■ Dataset extract ■
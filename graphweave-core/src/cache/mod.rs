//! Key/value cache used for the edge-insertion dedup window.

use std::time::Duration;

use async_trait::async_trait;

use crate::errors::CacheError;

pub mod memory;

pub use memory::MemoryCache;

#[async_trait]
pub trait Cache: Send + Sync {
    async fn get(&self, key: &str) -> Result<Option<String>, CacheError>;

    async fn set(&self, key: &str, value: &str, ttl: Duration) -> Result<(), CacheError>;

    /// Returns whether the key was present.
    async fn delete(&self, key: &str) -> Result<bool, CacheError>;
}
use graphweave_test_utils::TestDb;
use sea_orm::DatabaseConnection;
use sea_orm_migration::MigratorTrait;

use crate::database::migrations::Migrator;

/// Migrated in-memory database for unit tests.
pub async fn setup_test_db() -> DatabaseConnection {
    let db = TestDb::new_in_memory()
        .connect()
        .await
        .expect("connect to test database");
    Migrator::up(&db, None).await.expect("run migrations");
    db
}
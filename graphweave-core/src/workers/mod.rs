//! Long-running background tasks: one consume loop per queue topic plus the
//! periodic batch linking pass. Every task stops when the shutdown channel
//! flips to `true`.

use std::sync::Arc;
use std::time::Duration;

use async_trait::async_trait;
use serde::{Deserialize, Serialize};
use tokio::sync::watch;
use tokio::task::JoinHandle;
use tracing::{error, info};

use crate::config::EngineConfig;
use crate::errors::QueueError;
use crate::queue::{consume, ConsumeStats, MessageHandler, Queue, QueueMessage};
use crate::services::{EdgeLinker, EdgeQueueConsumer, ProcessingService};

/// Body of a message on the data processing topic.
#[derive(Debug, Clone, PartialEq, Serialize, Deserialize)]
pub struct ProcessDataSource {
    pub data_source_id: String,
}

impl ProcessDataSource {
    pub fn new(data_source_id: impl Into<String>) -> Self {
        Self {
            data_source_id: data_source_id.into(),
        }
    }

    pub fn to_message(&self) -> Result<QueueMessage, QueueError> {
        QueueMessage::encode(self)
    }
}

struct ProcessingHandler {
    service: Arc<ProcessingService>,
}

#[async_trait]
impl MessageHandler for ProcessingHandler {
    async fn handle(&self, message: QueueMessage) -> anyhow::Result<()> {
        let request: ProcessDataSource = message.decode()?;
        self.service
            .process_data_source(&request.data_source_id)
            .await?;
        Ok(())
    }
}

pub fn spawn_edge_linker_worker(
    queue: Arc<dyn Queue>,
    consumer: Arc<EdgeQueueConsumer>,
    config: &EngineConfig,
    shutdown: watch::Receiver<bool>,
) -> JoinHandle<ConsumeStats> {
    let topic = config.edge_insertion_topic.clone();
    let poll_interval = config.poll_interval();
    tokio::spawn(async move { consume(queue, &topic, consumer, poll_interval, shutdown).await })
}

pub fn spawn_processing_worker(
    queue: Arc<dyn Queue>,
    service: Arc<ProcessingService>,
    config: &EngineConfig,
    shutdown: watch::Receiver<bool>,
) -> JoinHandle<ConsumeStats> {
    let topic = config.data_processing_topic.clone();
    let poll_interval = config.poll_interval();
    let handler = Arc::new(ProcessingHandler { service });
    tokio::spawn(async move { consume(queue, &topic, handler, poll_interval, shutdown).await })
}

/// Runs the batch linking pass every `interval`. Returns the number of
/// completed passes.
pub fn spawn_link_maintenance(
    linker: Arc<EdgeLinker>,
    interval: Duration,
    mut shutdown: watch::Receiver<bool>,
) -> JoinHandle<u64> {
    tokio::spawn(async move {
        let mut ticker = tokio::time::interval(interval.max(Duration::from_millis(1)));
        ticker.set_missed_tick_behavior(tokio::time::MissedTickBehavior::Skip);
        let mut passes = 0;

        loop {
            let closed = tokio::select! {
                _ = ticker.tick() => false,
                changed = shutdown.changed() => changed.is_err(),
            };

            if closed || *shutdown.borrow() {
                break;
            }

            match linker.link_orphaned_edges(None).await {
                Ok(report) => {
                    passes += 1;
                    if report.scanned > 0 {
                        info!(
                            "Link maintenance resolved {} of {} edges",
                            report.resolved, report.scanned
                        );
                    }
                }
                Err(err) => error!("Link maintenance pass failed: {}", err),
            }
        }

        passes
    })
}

■ Exercise goal ■
Look at the records above. Copy every line where the string "Deserialize" occurs.

■ Written solution ■
use serde::{Deserialize, Serialize};
#[derive(Debug, Clone, PartialEq, Serialize, Deserialize)]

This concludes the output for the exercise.